If only the play itself was. The world premiere translation (by John Murrell and Donato Santeramo) is lucid and informal, but the story of a washed-up magician (Geraint Wyn Davies) who scams customers at a Neapolitan resort is nonetheless as hard to follow as one of his tricks. . Like “Much Ado,” it deals with a man’s excessive jealousy and his wife’s need to free herself, in this case using an act of disappearance.
Yet the play is ultimately not very interested in the story or even the characters, except as carriers of grand ideas of identity and illusion. Players drawn to the captivating mise-en-scene may soon feel cheated by the deluge of abstractions. As a play, it’s its own vanishing act.

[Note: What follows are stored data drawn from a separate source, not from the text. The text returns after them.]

//! Catalogue car operations: year-based discounts and recent models.

use crate::{
    entities::{Car, records::car},
    errors::{Error, Result},
};
use sea_orm::{ConnectionTrait, QueryOrder, QuerySelect, Set, prelude::*};
use tracing::{debug, info, instrument};

/// Cars produced after this year count as recent.
pub const RECENT_AFTER_YEAR: i32 = 2020;

/// Model name and discounted price of a car.
#[derive(Debug, Clone, PartialEq)]
pub struct CarPrice {
    /// Car model name
    pub model: String,
    /// Price after the discount
    pub price_with_discount: f64,
}

/// Inserts a car; the discounted price starts at zero until [`apply_discount`] runs.
pub async fn create_car<C: ConnectionTrait>(
    db: &C,
    model: &str,
    year: i32,
    color: &str,
    price: f64,
) -> Result<car::Model> {
    if model.trim().is_empty() {
        return Err(Error::validation("Car model cannot be empty"));
    }
    if year < 0 {
        return Err(Error::validation(format!("Year cannot be negative: {year}")));
    }
    if price < 0.0 || !price.is_finite() {
        return Err(Error::validation(format!("Invalid price: {price}")));
    }

    car::ActiveModel {
        model: Set(model.to_string()),
        year: Set(year),
        color: Set(color.to_string()),
        price: Set(price),
        price_with_discount: Set(0.0),
        ..Default::default()
    }
    .insert(db)
    .await
    .map_err(Into::into)
}

/// Discount rate for a production year: the sum of its digits as a percentage.
#[must_use]
pub fn discount_rate(year: i32) -> f64 {
    let digit_sum: u32 = year
        .unsigned_abs()
        .to_string()
        .chars()
        .filter_map(|ch| ch.to_digit(10))
        .sum();
    f64::from(digit_sum) / 100.0
}

/// Price after the year-based discount, rounded to cents.
#[must_use]
pub fn discounted_price(price: f64, year: i32) -> f64 {
    let discounted = price - price * discount_rate(year);
    (discounted * 100.0).round() / 100.0
}

/// Recomputes the discounted price of every car.
#[instrument(skip(db))]
pub async fn apply_discount(db: &DatabaseConnection) -> Result<()> {
    let cars = Car::find().all(db).await?;
    let count = cars.len();

    for car in cars {
        let price_with_discount = discounted_price(car.price, car.year);
        debug!(id = car.id, price_with_discount, "Applying discount");

        let mut active: car::ActiveModel = car.into();
        active.price_with_discount = Set(price_with_discount);
        active.update(db).await?;
    }

    info!(count, "Discounts applied");
    Ok(())
}

/// Lists model and discounted price of cars newer than [`RECENT_AFTER_YEAR`].
pub async fn get_recent_cars(db: &DatabaseConnection) -> Result<Vec<CarPrice>> {
    let rows = Car::find()
        .select_only()
        .column(car::Column::Model)
        .column(car::Column::PriceWithDiscount)
        .filter(car::Column::Year.gt(RECENT_AFTER_YEAR))
        .order_by_asc(car::Column::Id)
        .into_tuple::<(String, f64)>()
        .all(db)
        .await?;

    Ok(rows
        .into_iter()
        .map(|(model, price_with_discount)| CarPrice {
            model,
            price_with_discount,
        })
        .collect())
}

/// Deletes the most recently stored car, if there is one.
pub async fn delete_last_car(db: &DatabaseConnection) -> Result<()> {
    let last = Car::find().order_by_desc(car::Column::Id).one(db).await?;
    if let Some(car) = last {
        car.delete(db).await?;
    }
    Ok(())
}

#[cfg(test)]
mod tests {
    #![allow(clippy::unwrap_used)]
    #![allow(clippy::float_cmp)]
    use super::*;
    use crate::test_utils::setup_test_db;

    #[test]
    fn test_discount_rate_is_digit_sum_percent() {
        assert_eq!(discount_rate(2014), 0.07);
        assert_eq!(discount_rate(2022), 0.06);
        assert_eq!(discount_rate(1999), 0.28);
    }

    #[test]
    fn test_discounted_price_rounds_to_cents() {
        assert_eq!(discounted_price(100_000.0, 2014), 93_000.0);
        assert_eq!(discounted_price(33.33, 2022), 31.33);
    }

    #[tokio::test]
    async fn test_apply_discount_and_recent_cars() -> Result<()> {
        let db = setup_test_db().await?;
        create_car(&db, "Mercedes C63 AMG", 2019, "white", 120_000.0).await?;
        create_car(&db, "Audi Q7 S line", 2023, "black", 183_900.0).await?;
        create_car(&db, "Chevrolet Corvette", 2021, "dark grey", 199_999.0).await?;

        apply_discount(&db).await?;
        let recent = get_recent_cars(&db).await?;

        assert_eq!(
            recent,
            vec![
                CarPrice {
                    model: "Audi Q7 S line".to_string(),
                    price_with_discount: 171_027.0,
                },
                CarPrice {
                    model: "Chevrolet Corvette".to_string(),
                    price_with_discount: 189_999.05,
                },
            ]
        );
        Ok(())
    }

    #[tokio::test]
    async fn test_recent_cars_exclude_2020() -> Result<()> {
        let db = setup_test_db().await?;
        create_car(&db, "Borderline", 2020, "red", 1_000.0).await?;
        create_car(&db, "Fresh", 2021, "blue", 1_000.0).await?;

        let models: Vec<String> = get_recent_cars(&db)
            .await?
            .into_iter()
            .map(|car| car.model)
            .collect();
        assert_eq!(models, vec!["Fresh".to_string()]);
        Ok(())
    }

    #[tokio::test]
    async fn test_delete_last_car() -> Result<()> {
        let db = setup_test_db().await?;
        delete_last_car(&db).await?;

        create_car(&db, "First", 2000, "red", 1.0).await?;
        create_car(&db, "Second", 2001, "blue", 2.0).await?;
        delete_last_car(&db).await?;

        let cars = Car::find().all(&db).await?;
        assert_eq!(cars.len(), 1);
        assert_eq!(cars[0].model, "First");
        Ok(())
    }

    #[tokio::test]
    async fn test_create_car_rejects_bad_price() -> Result<()> {
        let db = setup_test_db().await?;
        let result = create_car(&db, "Broken", 2020, "red", f64::NAN).await;
        assert!(matches!(result.unwrap_err(), Error::Validation { .. }));
        Ok(())
    }
}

I don’t know what will happen to “Grand Magic” next; I hardly know what happened during that period. But sorting work for the future can sometimes mean letting go. Re-creation is a constant winnowing, but also, luckily, a constant expansion. ‘Wedding Band’ – and Stratford himself, almost back to his pre-pandemic capacity – will both be part of that.
Stratford Festival
In repertoire, with staggered closing dates up to and including October 27 at the Stratford Festival, Stratford, Ontario; stratfordfestival.ca.